Records for the task:
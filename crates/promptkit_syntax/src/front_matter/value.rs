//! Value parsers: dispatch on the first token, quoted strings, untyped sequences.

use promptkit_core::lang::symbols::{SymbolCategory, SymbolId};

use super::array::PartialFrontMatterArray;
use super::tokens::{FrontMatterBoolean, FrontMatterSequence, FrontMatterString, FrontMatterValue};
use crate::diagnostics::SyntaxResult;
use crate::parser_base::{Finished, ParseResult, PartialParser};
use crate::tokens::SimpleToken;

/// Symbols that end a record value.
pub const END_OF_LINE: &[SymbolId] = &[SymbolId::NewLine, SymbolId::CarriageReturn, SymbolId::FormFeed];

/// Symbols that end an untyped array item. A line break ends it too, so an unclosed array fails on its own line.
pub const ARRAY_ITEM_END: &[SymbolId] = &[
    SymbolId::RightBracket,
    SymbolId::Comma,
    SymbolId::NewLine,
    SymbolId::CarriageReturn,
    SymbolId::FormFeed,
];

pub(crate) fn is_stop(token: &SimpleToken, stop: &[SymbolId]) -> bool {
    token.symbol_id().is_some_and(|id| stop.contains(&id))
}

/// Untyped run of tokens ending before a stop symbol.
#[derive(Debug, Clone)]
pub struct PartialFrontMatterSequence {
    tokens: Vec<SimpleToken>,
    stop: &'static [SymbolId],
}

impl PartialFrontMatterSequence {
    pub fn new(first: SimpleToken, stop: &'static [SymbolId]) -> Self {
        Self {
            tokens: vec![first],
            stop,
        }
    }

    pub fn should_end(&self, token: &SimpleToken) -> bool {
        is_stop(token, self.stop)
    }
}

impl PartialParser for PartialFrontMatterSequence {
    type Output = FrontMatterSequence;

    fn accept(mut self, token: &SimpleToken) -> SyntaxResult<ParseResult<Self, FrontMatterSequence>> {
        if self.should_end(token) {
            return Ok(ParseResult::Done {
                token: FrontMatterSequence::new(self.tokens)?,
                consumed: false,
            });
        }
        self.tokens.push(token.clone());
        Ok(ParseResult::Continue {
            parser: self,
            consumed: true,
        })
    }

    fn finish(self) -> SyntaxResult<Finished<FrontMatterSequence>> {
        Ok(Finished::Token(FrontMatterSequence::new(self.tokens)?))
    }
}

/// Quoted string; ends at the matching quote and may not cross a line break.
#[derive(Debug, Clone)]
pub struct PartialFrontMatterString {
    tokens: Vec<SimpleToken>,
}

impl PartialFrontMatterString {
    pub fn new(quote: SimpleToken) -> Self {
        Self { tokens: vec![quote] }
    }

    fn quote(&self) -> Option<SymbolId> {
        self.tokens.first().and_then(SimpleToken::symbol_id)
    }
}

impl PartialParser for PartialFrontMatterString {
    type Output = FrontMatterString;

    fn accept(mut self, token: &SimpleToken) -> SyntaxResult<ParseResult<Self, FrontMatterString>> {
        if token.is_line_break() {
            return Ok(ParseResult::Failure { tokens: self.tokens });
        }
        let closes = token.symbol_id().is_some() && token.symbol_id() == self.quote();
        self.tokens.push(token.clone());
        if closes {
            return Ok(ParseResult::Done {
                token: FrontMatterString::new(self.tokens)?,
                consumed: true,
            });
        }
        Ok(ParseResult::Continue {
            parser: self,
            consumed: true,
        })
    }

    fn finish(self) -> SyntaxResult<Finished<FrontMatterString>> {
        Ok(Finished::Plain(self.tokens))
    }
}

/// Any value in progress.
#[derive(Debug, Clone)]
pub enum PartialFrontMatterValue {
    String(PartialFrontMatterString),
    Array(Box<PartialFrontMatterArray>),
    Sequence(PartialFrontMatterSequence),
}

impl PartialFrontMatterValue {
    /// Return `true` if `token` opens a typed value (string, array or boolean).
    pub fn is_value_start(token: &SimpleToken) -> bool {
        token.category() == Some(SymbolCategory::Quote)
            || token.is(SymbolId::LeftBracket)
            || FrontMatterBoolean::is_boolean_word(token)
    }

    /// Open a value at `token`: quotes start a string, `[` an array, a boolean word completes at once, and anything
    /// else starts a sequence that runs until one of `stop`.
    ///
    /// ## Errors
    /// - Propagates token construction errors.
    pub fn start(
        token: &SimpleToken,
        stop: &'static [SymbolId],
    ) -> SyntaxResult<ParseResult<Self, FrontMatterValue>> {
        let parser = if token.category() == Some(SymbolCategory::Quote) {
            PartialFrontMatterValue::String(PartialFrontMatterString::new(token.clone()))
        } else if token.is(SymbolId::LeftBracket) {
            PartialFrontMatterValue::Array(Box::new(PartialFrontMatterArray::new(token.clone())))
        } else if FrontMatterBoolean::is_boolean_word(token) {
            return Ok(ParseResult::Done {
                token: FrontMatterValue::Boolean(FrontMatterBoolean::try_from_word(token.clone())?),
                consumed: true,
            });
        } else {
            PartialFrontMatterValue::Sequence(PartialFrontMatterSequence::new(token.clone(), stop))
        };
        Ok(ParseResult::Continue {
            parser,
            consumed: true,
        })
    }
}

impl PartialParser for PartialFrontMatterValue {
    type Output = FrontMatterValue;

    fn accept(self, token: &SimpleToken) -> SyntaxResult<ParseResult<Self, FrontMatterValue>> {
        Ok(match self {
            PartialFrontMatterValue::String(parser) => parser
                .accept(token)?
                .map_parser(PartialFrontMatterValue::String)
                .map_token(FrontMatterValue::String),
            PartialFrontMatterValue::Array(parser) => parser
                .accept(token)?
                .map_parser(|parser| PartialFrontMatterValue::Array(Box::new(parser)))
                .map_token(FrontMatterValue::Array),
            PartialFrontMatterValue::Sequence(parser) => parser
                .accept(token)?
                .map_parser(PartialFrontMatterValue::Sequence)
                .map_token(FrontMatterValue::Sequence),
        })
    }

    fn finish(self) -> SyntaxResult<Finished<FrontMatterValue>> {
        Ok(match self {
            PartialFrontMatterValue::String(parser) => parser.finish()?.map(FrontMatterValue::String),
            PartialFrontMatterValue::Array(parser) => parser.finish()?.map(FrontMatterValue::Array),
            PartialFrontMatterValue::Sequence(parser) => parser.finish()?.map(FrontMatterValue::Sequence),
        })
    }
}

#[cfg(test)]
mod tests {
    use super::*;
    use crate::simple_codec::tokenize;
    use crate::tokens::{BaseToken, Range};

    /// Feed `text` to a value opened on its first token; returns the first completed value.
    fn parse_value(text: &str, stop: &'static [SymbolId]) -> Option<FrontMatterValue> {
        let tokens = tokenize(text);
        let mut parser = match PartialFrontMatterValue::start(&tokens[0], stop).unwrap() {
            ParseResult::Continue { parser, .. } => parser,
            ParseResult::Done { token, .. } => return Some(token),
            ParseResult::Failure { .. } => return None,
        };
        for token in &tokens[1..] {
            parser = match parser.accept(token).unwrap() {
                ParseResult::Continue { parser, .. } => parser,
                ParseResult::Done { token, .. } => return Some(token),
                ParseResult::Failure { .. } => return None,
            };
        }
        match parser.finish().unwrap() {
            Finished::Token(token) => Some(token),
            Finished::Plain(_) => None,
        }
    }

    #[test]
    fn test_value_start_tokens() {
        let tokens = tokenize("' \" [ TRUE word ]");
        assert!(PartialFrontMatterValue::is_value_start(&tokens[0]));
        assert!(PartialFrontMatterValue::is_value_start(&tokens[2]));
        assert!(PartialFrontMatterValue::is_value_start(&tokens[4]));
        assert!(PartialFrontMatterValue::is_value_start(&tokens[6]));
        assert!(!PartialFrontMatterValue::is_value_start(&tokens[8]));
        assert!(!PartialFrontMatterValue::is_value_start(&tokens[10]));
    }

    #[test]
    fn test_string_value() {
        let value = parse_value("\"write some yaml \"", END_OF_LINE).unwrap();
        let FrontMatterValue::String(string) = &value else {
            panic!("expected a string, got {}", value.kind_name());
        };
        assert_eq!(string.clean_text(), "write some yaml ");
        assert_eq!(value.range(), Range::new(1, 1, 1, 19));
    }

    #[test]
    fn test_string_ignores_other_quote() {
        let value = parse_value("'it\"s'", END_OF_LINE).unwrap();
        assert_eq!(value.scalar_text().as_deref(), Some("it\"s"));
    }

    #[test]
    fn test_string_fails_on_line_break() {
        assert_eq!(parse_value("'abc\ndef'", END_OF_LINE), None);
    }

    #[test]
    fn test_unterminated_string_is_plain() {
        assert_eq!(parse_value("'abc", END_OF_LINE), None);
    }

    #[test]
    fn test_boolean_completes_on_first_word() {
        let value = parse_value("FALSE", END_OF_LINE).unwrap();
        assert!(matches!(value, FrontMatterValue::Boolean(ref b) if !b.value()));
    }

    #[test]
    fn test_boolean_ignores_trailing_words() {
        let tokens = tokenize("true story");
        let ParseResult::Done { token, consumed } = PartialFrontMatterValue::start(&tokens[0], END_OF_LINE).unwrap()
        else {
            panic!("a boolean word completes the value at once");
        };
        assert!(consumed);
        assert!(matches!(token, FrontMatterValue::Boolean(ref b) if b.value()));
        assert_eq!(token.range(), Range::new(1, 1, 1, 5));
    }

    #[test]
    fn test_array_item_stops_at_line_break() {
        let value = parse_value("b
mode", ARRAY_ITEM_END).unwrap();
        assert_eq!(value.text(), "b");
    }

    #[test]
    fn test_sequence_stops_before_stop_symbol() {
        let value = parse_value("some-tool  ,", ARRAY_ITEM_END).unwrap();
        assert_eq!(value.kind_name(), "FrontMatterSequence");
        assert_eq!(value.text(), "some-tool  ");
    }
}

Assigned task:
Retype only the stretch of lines above starting at the one with "else if token.is(SymbolId::LeftBracket)" and stopping at the one with "else if FrontMatterBoolean::is_boolean_word(token)", exactly as written, with both kept.

Result of this task:
        } else if token.is(SymbolId::LeftBracket) {
            PartialFrontMatterValue::Array(Box::new(PartialFrontMatterArray::new(token.clone())))
        } else if FrontMatterBoolean::is_boolean_word(token) {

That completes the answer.